What began as something abstract—almost chaotic—gradually organized itself into something unified. Something recognizable. Something shared.
Eventually, that evolution landed in a moment that felt both surprising and deeply familiar: the essence of the Electric Slide.
And that shift—from unfamiliar to recognizable—bridged something.
It connected their movement to something I carry culturally.
Something that lives in my body already.
Range, Rhythm, and Control
The performance moved across extremes.
Slow. Fast. Stillness. Explosion.
At times, dancers moved independently—swaying, humming, creating texture through breath and sound. At others, they moved as a unit, with a precision that made even the fastest footwork feel controlled.
Watching them, I couldn’t help but think of the subway dancers in New York—the speed, the agility, and the individual expression within a shared structure.
Even in moments that felt spontaneous, there was a clear sense of choreography holding everything together.
Nothing was accidental.
From the Studio to the Stage
Having taken the workshop earlier, I recognized elements of the movement vocabulary.
But seeing it performed at this level shifted my understanding.
What felt challenging in class looked effortless on stage.
Not because it was simple—but because it was embodied.
For about half of the performance, the dancers themselves were the audio.
Through what sounded like bird calls and coos, they created rhythm using breath, voice, and timing—building a shared musical structure without relying on external sound. It felt internal, almost instinctive, and yet incredibly precise.
🎥 Tempo Study: One Phrase, Multiple Speeds
The same movement lives across multiple tempos—what begins as individual timing gradually resolves into shared rhythm. It’s not just about speed, but control, awareness, and connection.

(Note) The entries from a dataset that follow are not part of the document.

//! Authentication handlers.

use actix_web::{HttpResponse, web};

use blog_core::domain::User;
use blog_shared::dto::{AuthResponse, LoginRequest, RegisterUserRequest};

use crate::handlers::user_response;
use crate::middleware::auth::Identity;
use crate::middleware::error::{AppError, AppResult};
use crate::state::AppState;

/// POST /api/auth/register
pub async fn register(
    state: web::Data<AppState>,
    body: web::Json<RegisterUserRequest>,
) -> AppResult<HttpResponse> {
    let req = body.into_inner();

    // Validate input
    if req.username.trim().is_empty() {
        return Err(AppError::BadRequest("Username must not be empty".to_string()));
    }
    if req.email.is_empty() || !req.email.contains('@') {
        return Err(AppError::BadRequest("Invalid email address".to_string()));
    }
    if req.password.len() < 8 {
        return Err(AppError::BadRequest(
            "Password must be at least 8 characters".to_string(),
        ));
    }

    // Check if user already exists
    if state.users.find_by_email(&req.email).await?.is_some() {
        return Err(AppError::Conflict("Email already registered".to_string()));
    }
    if state.users.find_by_username(&req.username).await?.is_some() {
        return Err(AppError::Conflict("Username already taken".to_string()));
    }

    // Hash password
    let password_hash = state
        .password_service
        .hash(&req.password)
        .map_err(|e| AppError::Internal(e.to_string()))?;

    // Create user
    let mut user = User::new(req.username, req.email, password_hash);
    user.first_name = req.first_name;
    user.last_name = req.last_name;
    let saved_user = state.users.save(user).await?;

    tracing::info!(user_id = %saved_user.id, "User registered");

    // Generate token
    let token = state
        .token_service
        .generate_token(saved_user.id, &saved_user.username)
        .map_err(|e| AppError::Internal(e.to_string()))?;

    Ok(HttpResponse::Created().json(AuthResponse {
        access_token: token,
        token_type: "Bearer".to_string(),
        expires_in: state.token_service.expiration_seconds() as u64,
    }))
}

/// POST /api/auth/login
pub async fn login(
    state: web::Data<AppState>,
    body: web::Json<LoginRequest>,
) -> AppResult<HttpResponse> {
    let req = body.into_inner();

    // Find user by email
    let user = state
        .users
        .find_by_email(&req.email)
        .await?
        .ok_or(AppError::Unauthorized)?;

    // Verify password
    let valid = state
        .password_service
        .verify(&req.password, &user.password_hash)
        .map_err(|e| AppError::Internal(e.to_string()))?;

    if !valid {
        return Err(AppError::Unauthorized);
    }

    // Generate token
    let token = state
        .token_service
        .generate_token(user.id, &user.username)
        .map_err(|e| AppError::Internal(e.to_string()))?;

    Ok(HttpResponse::Ok().json(AuthResponse {
        access_token: token,
        token_type: "Bearer".to_string(),
        expires_in: state.token_service.expiration_seconds() as u64,
    }))
}

/// GET /api/auth/me - Protected route
pub async fn me(state: web::Data<AppState>, identity: Identity) -> AppResult<HttpResponse> {
    let user = state
        .users
        .find_by_id(identity.user_id)
        .await?
        .ok_or(AppError::Unauthorized)?;

    Ok(HttpResponse::Ok().json(user_response(&user)))
}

Final Reflection: What Is “The Ecstatic”?
The Ecstatic didn’t present itself as a single moment.
It revealed itself gradually.
In the transition from individual movement to collective rhythm.
From silence to sound.
From unfamiliar to recognizable.
It lived in the in-between.
In the moments where dancers seemed disconnected—until suddenly, they weren’t.
In the realization that what feels chaotic can still resolve into something shared.
And in the understanding that movement can communicate across language, culture, and experience—without needing to explain itself.
I left feeling inspired.
Not just by what I saw, but by what I felt.